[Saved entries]
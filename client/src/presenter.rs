//! Presentation callbacks

use dexter_battle::{Outcome, TurnReport};

use crate::card::CardView;
use crate::catalog::RosterEntry;

/// Trait for applying battle session state changes to a display.
///
/// Implement this to drive whatever front end is in use. All methods have
/// default no-op implementations, so a presenter only implements the
/// events it cares about. Presenters receive already-computed projections
/// and never mutate session state.
///
/// # Example
///
/// ```ignore
/// struct ConsoleView;
///
/// impl Presenter for ConsoleView {
///     fn on_turn(&mut self, report: &TurnReport) {
///         println!("{}", report.summary.local_line());
///     }
/// }
/// ```
pub trait Presenter {
    /// The catalog finished loading and should be populated
    fn on_catalog(&mut self, entries: &[RosterEntry]) {
        let _ = entries;
    }

    /// A creature's card was rendered for one side
    fn on_card(&mut self, card: &CardView) {
        let _ = card;
    }

    /// The match started: reveal the opponent's card, the health panels,
    /// and the move/flee controls.
    fn on_match_started(&mut self, opponent: &CardView) {
        let _ = opponent;
    }

    /// An action round-trip began or ended; toggle the loading indicator
    fn on_action_pending(&mut self, pending: bool) {
        let _ = pending;
    }

    /// A turn was reconciled: update health bars, low-health styling, and
    /// the turn result lines. The opponent line is absent when there was
    /// no countermove and its panel should be hidden.
    fn on_turn(&mut self, report: &TurnReport) {
        let _ = report;
    }

    /// The match reached a terminal outcome; disable the move controls
    /// and offer the way back to the catalog.
    fn on_match_ended(&mut self, outcome: Outcome) {
        let _ = outcome;
    }

    /// A roster entry became selectable after a won match
    fn on_entry_revealed(&mut self, entry: &RosterEntry) {
        let _ = entry;
    }

    /// The session returned to the catalog; restore the roster view and
    /// full health bars.
    fn on_catalog_restored(&mut self) {}
}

### Prompt
All that the answer may hold is the lines from the one with "fn on_card(&mut self, card: &CardView)" through the end of the data, set down exactly as they appear.

### Completed exercise
    fn on_card(&mut self, card: &CardView) {
        let _ = card;
    }

    /// The match started: reveal the opponent's card, the health panels,
    /// and the move/flee controls.
    fn on_match_started(&mut self, opponent: &CardView) {
        let _ = opponent;
    }

    /// An action round-trip began or ended; toggle the loading indicator
    fn on_action_pending(&mut self, pending: bool) {
        let _ = pending;
    }

    /// A turn was reconciled: update health bars, low-health styling, and
    /// the turn result lines. The opponent line is absent when there was
    /// no countermove and its panel should be hidden.
    fn on_turn(&mut self, report: &TurnReport) {
        let _ = report;
    }

    /// The match reached a terminal outcome; disable the move controls
    /// and offer the way back to the catalog.
    fn on_match_ended(&mut self, outcome: Outcome) {
        let _ = outcome;
    }

    /// A roster entry became selectable after a won match
    fn on_entry_revealed(&mut self, entry: &RosterEntry) {
        let _ = entry;
    }

    /// The session returned to the catalog; restore the roster view and
    /// full health bars.
    fn on_catalog_restored(&mut self) {}
}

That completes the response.